On 10 April 2023, Fernandes participated in the 102nd production by Roseferns titled Hem Oxench Choltolem? (Will this work?) at Arambol, marking his final performance. In this production, Fernandes demonstrated his versatility by playing two different characters – a driver and the chairman of the Educational Board. Meena Goes, a member of the troupe, praised Fernandes for his strong presence on stage during the entire show. Following the conclusion of the performance, the troupe headed back home at approximately 1:30 am. Fernandes's contributions extended beyond his role as a tiatrist. He held positions as an executive member and former assistant secretary of the Goa Football Association (GFA) and was a founding member of the Konkani Non-Stop Tiatristanchi Sonstha (KNTS).
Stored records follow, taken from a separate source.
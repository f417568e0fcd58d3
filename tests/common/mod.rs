//! Shared test infrastructure
//!
//! - Real proofs captured from Nostr events
//! - In-memory calendar and block explorer

pub mod fixtures;
pub mod memory;

pub use fixtures::*;
pub use memory::*;
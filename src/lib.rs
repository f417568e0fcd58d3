//! ots-client library exports

pub mod anchoring;
pub mod config;
pub mod error;
pub mod ots;

// Re-exports
pub use anchoring::{AnchorError, Chain, OpenTimestamps, VerifyResult};
pub use config::OtsConfig;
pub use error::{OtsError, OtsResult};
pub use ots::{Attestation, DetachedTimestampFile, Op, Timestamp};
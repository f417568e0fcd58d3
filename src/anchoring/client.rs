//! OpenTimestamps client
//!
//! Stamps files against calendar servers, upgrades pending proofs and
//! verifies blockchain attestations against block headers.

use std::collections::BTreeMap;
use std::sync::Arc;

use futures::future::join_all;
use rand::RngCore;

use crate::anchoring::bitcoin::BlockExplorer;
use crate::anchoring::calendar::RemoteCalendar;
use crate::anchoring::types::{BlockHeader, Chain, VerifyResult};
use crate::config::OtsConfig;
use crate::error::{OtsError, OtsResult, VerificationError};
use crate::ots::{Attestation, DetachedTimestampFile, MerkleTree, Op, Timestamp};

/// Random bytes appended to each file digest before aggregation
const NONCE_SIZE: usize = 16;

/// OpenTimestamps client
pub struct OpenTimestamps {
    /// Configuration
    config: OtsConfig,

    /// Calendar transport
    calendar: Arc<dyn RemoteCalendar>,

    /// Bitcoin block headers
    bitcoin: Arc<dyn BlockExplorer>,

    /// Litecoin block headers, if configured
    litecoin: Option<Arc<dyn BlockExplorer>>,
}

impl OpenTimestamps {
    /// Create a client over explicit collaborators
    pub fn new(
        config: OtsConfig,
        calendar: Arc<dyn RemoteCalendar>,
        bitcoin: Arc<dyn BlockExplorer>,
    ) -> Self {
        Self {
            config,
            calendar,
            bitcoin,
            litecoin: None,
        }
    }

    /// Enable Litecoin verification through `explorer`
    #[must_use]
    pub fn with_litecoin(mut self, explorer: Arc<dyn BlockExplorer>) -> Self {
        self.litecoin = Some(explorer);
        self
    }

    /// Create an HTTP-backed client from configuration
    ///
    /// Explorers are wrapped in [`CachedExplorer`](crate::anchoring::CachedExplorer).
    #[cfg(feature = "http")]
    pub fn from_config(config: OtsConfig) -> OtsResult<Self> {
        use crate::anchoring::bitcoin::EsploraExplorer;
        use crate::anchoring::cache::CachedExplorer;
        use crate::anchoring::calendar::HttpCalendar;

        let calendar = HttpCalendar::with_limit(config.timeout_secs, config.max_response_bytes)?;
        let bitcoin = CachedExplorer::new(
            EsploraExplorer::new(config.explorer_urls.clone(), config.timeout_secs)?,
            config.cache_capacity,
        );

        let litecoin: Option<Arc<dyn BlockExplorer>> = if config.litecoin_explorer_urls.is_empty()
        {
            None
        } else {
            Some(Arc::new(CachedExplorer::new(
                EsploraExplorer::new(config.litecoin_explorer_urls.clone(), config.timeout_secs)?,
                config.cache_capacity,
            )))
        };

        Ok(Self {
            config,
            calendar: Arc::new(calendar),
            bitcoin: Arc::new(bitcoin),
            litecoin,
        })
    }

    pub fn config(&self) -> &OtsConfig {
        &self.config
    }

    /// Human-readable description of a detached proof
    pub fn info(&self, file: &DetachedTimestampFile, verbose: bool) -> String {
        crate::ots::info(file, verbose)
    }

    /// Human-readable description of a bare timestamp
    pub fn info_timestamp(&self, timestamp: &Timestamp) -> String {
        crate::ots::info_timestamp(timestamp)
    }

    // ========== Stamping ==========

    /// Timestamp `files` in one aggregated submission
    ///
    /// Each file digest is salted with a random nonce, the salted leaves are
    /// combined into a merkle tree and the tip is submitted to every
    /// calendar concurrently. Calendar failures are logged; falling short
    /// of the quorum is logged as an error but still returns the proof.
    ///
    /// Returns the file's timestamp for a single file, otherwise the tip.
    ///
    /// # Errors
    ///
    /// [`OtsError::InvalidArgument`] for an empty file list, an empty
    /// calendar list or a quorum larger than the calendar count.
    pub async fn stamp(
        &self,
        files: &mut [DetachedTimestampFile],
        calendar_urls: &[String],
    ) -> OtsResult<Timestamp> {
        if files.is_empty() {
            return Err(OtsError::InvalidArgument("no files to stamp".into()));
        }

        let calendars = self.config.resolve_calendars(calendar_urls);
        if calendars.is_empty() {
            return Err(OtsError::InvalidArgument("no calendar URLs configured".into()));
        }

        let quorum = self
            .config
            .resolve_quorum(calendars.len(), calendar_urls.is_empty());
        if quorum == 0 || quorum > calendars.len() {
            return Err(OtsError::InvalidArgument(format!(
                "quorum {} out of range for {} calendars",
                quorum,
                calendars.len()
            )));
        }

        let mut nonces = Vec::with_capacity(files.len());
        let mut leaf_digests = Vec::with_capacity(files.len());
        {
            let mut rng = rand::thread_rng();
            for file in files.iter_mut() {
                let mut nonce = vec![0u8; NONCE_SIZE];
                rng.fill_bytes(&mut nonce);

                let leaf = salted_leaf(file, &nonce);
                leaf_digests.push(leaf.digest().to_vec());
                nonces.push(nonce);
            }
        }

        let mut tree = MerkleTree::new(&leaf_digests)
            .ok_or_else(|| OtsError::InvalidArgument("no files to stamp".into()))?;
        let tip_digest = tree.tip().digest().to_vec();

        tracing::info!(
            files = files.len(),
            calendars = calendars.len(),
            tip = %hex::encode(&tip_digest),
            "Submitting merkle tip to calendars"
        );

        let responses = join_all(calendars.iter().map(|url| {
            let digest = &tip_digest;
            async move { (url, self.calendar.submit(url, digest).await) }
        }))
        .await;

        let mut successes = 0usize;
        for (url, response) in responses {
            match response {
                Ok(timestamp) => match tree.tip_mut().merge(&timestamp) {
                    Ok(()) => successes += 1,
                    Err(e) => {
                        tracing::warn!(calendar_url = %url, error = %e, "Discarding calendar response")
                    }
                },
                Err(e) => {
                    tracing::warn!(calendar_url = %url, error = %e, "Calendar submission failed");
                }
            }
        }

        if successes < quorum {
            tracing::error!(
                successes = successes,
                quorum = quorum,
                "Failed to create timestamp: not enough calendar responses"
            );
        }

        for (index, (file, nonce)) in files.iter_mut().zip(&nonces).enumerate() {
            tree.graft(index, salted_leaf(file, nonce))?;
        }

        if files.len() == 1 {
            Ok(files[0].timestamp().clone())
        } else {
            Ok(tree.tip().clone())
        }
    }

    // ========== Upgrading ==========

    /// Fetch calendar upgrades for every pending, incomplete node
    ///
    /// Nodes are upgraded concurrently. Returns `true` when any calendar
    /// response was merged.
    pub async fn upgrade(&self, timestamp: &mut Timestamp) -> bool {
        let before = timestamp.attestation_set();

        let nodes: Vec<&mut Timestamp> = timestamp
            .directly_verified_mut()
            .into_iter()
            .filter(|node| {
                !node.is_timestamp_complete() && node.attestations().iter().any(Attestation::is_pending)
            })
            .collect();

        if nodes.is_empty() {
            tracing::debug!("No pending attestations to upgrade");
            return false;
        }

        let results = join_all(nodes.into_iter().map(|node| self.upgrade_node(node))).await;
        let changed = results.into_iter().any(|merged| merged);

        let added = timestamp.attestation_set().difference(&before).count();
        tracing::info!(new_attestations = added, "Upgrade finished");

        changed
    }

    /// Upgrade the timestamp inside a detached proof
    pub async fn upgrade_file(&self, file: &mut DetachedTimestampFile) -> bool {
        self.upgrade(file.timestamp_mut()).await
    }

    async fn upgrade_node(&self, node: &mut Timestamp) -> bool {
        let uris: Vec<String> = node
            .attestations()
            .iter()
            .filter_map(|a| match a {
                Attestation::Pending { uri } => Some(uri.clone()),
                _ => None,
            })
            .collect();
        let digest = node.digest().to_vec();

        let mut merged = false;
        for uri in uris {
            let result = self.calendar.get_timestamp(&uri, &digest).await;
            match result {
                Ok(Some(upgraded)) => match node.merge(&upgraded) {
                    Ok(()) => {
                        tracing::info!(calendar_url = %uri, "Got upgraded timestamp");
                        merged = true;
                    }
                    Err(e) => {
                        tracing::warn!(calendar_url = %uri, error = %e, "Discarding upgrade response")
                    }
                },
                Ok(None) => {
                    tracing::info!(calendar_url = %uri, "Timestamp not yet available");
                }
                Err(e) => {
                    tracing::warn!(calendar_url = %uri, error = %e, "Upgrade request failed");
                }
            }
        }
        merged
    }

    // ========== Verification ==========

    /// Verify every blockchain attestation in `timestamp`
    ///
    /// Returns the lowest attesting height per chain. Litecoin attestations
    /// are skipped unless a Litecoin explorer is configured.
    ///
    /// # Errors
    ///
    /// [`OtsError::Verification`] when a header does not commit to the
    /// attested digest; explorer failures as [`OtsError::Anchoring`].
    pub async fn verify(&self, timestamp: &Timestamp) -> OtsResult<BTreeMap<Chain, VerifyResult>> {
        let mut results: BTreeMap<Chain, VerifyResult> = BTreeMap::new();

        for (msg, attestation) in timestamp.all_attestations() {
            let (chain, height, explorer) = match attestation {
                Attestation::Bitcoin { height } => (Chain::Bitcoin, *height, &self.bitcoin),
                Attestation::Litecoin { height } => match &self.litecoin {
                    Some(explorer) => (Chain::Litecoin, *height, explorer),
                    None => {
                        tracing::warn!(height = *height, "No Litecoin explorer configured, skipping attestation");
                        continue;
                    }
                },
                other => {
                    tracing::debug!(attestation = %other, "Skipping attestation");
                    continue;
                }
            };

            let header = explorer.header_at(height).await?;
            verify_against_block(msg, height, &header)?;

            tracing::info!(
                chain = %chain,
                height = height,
                time = header.time,
                "Attestation verified"
            );

            let result = VerifyResult::new(Some(header.time), height);
            results
                .entry(chain)
                .and_modify(|best| {
                    if height < best.height {
                        *best = result;
                    }
                })
                .or_insert(result);
        }

        Ok(results)
    }

    /// Verify a detached proof after checking it covers `digest`
    pub async fn verify_file(
        &self,
        file: &DetachedTimestampFile,
        digest: &[u8],
    ) -> OtsResult<BTreeMap<Chain, VerifyResult>> {
        if file.file_digest() != digest {
            return Err(OtsError::FileDigestMismatch {
                expected: hex::encode(file.file_digest()),
                actual: hex::encode(digest),
            });
        }
        self.verify(file.timestamp()).await
    }
}

/// Leaf node `file digest -> append(nonce) -> sha256`
fn salted_leaf<'a>(file: &'a mut DetachedTimestampFile, nonce: &[u8]) -> &'a mut Timestamp {
    file.timestamp_mut()
        .add(Op::Append(nonce.to_vec()))
        .add(Op::Sha256)
}

/// Check that `header` commits to the attested `msg`
///
/// Block headers store the merkle root in internal byte order, explorers
/// display it reversed.
pub fn verify_against_block(
    msg: &[u8],
    height: u64,
    header: &BlockHeader,
) -> Result<(), VerificationError> {
    if msg.len() != 32 {
        return Err(VerificationError::BadDigestLength {
            height,
            len: msg.len(),
        });
    }

    if header.height != height {
        return Err(VerificationError::HeightMismatch {
            expected: height,
            actual: header.height,
        });
    }

    let mut reversed = msg.to_vec();
    reversed.reverse();
    let actual = hex::encode(reversed);

    if !actual.eq_ignore_ascii_case(&header.merkle_root) {
        return Err(VerificationError::MerkleRootMismatch {
            height,
            expected: header.merkle_root.clone(),
            actual,
        });
    }

    tracing::debug!(height = height, "Merkle root matches, assuming block is valid");
    Ok(())
}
Fernandes had a lengthy tenure as a member of the GFA, having initially been elected to the organization in 1993. He actively participated in the organization's operations, particularly in managing leagues and tournaments catering to different age groups. Fernandes's artistic journey encompassed a body of work, including more than 125 tiatrs/khell-tiatrs. He collaborated with Konkani directors such as Roseferns, Comedian Agostinho, and Tony Dias.

Fernandes gained acclaim for his performances in tiatrs, a form of traditional Goan theater, including productions such as Dhovo Kanvllo (White Crow), Ghantt (Ghat), Government of God, Police, and Mahanand. Recognizing his son's talent ahead of others, Fernandes played a pivotal role in shaping Brandon's career, ultimately establishing him as one of India national football team's midfielders. In a period where options for international training were limited, Fernandes chose to send Brandon to the ASD Football Academy in South Africa. This decision gave Brandon a special opportunity to demonstrate his abilities to Premier League clubs like Leicester City, Reading F.C., and Sunderland A.F.C. during trial sessions. In addition to his contributions to his son's career, Fernandes served as the chairman of the GFA (Goa Football Association) futsal committee, further demonstrating his commitment to the sport. His knowledge and negotiation skills even led him to assume the role of a football agent, overseeing the contractual affairs of Brandon during the early stages of his professional journey.

==Personal life==
Fernandes's elder brother, Roseferns, is also active on the Konkani stage as a theatre director and actor. On 15 September 1982, Fernandes had a civil marriage registration with homemaker Antoneta Goes (later Antonieta Goes) in Margao. They have four children: three boys – Brandon, an association football player who plays for Mumbai City FC; Beckham (born 2002); and Sydney (born 1984), who is based in the UK – and a daughter, Anisia. Aside from his involvement in tiatrs, Fernandes demonstrated a keen interest in football and actively contributed to the advancement of the sport in Goa.

==Death==
At 7:30 pm of 10 April, Fernandes, after his participation in a theatrical production called Hem Oxench Choltolem?, returned home around 1:30 am along with his brother and their troupe. An eyewitness from the troupe, Meena, observed that Fernandes appeared to be in good health. Later during the night, Fernandes made a phone call to his son Sydney, who resides in the United Kingdom. In the early hours of 11 April, Fernandes' brother, Roseferns, was informed that Fernandes was having trouble breathing and had a sleepless night. He was immediately taken to South Goa District Hospital in Margao but unfortunately suffered a fatal heart attack on the way and died at around 8:00 am.

Charles D'Souza, a writer for The Goan Everyday, stated that Fernandes was admitted to the hospital for breathing issues, which ultimately resulted in his death. However, Fernandes' death certificate indicates that he died at his residence in Vasvaddo, Benaulim. His funeral took place two days later, on 13 April, at the Holy Trinity Church in Benaulim. The ceremony was attended by a number of individuals, including members of the Konkani tiatr community, politicians, sports personalities, friends, and well-wishers.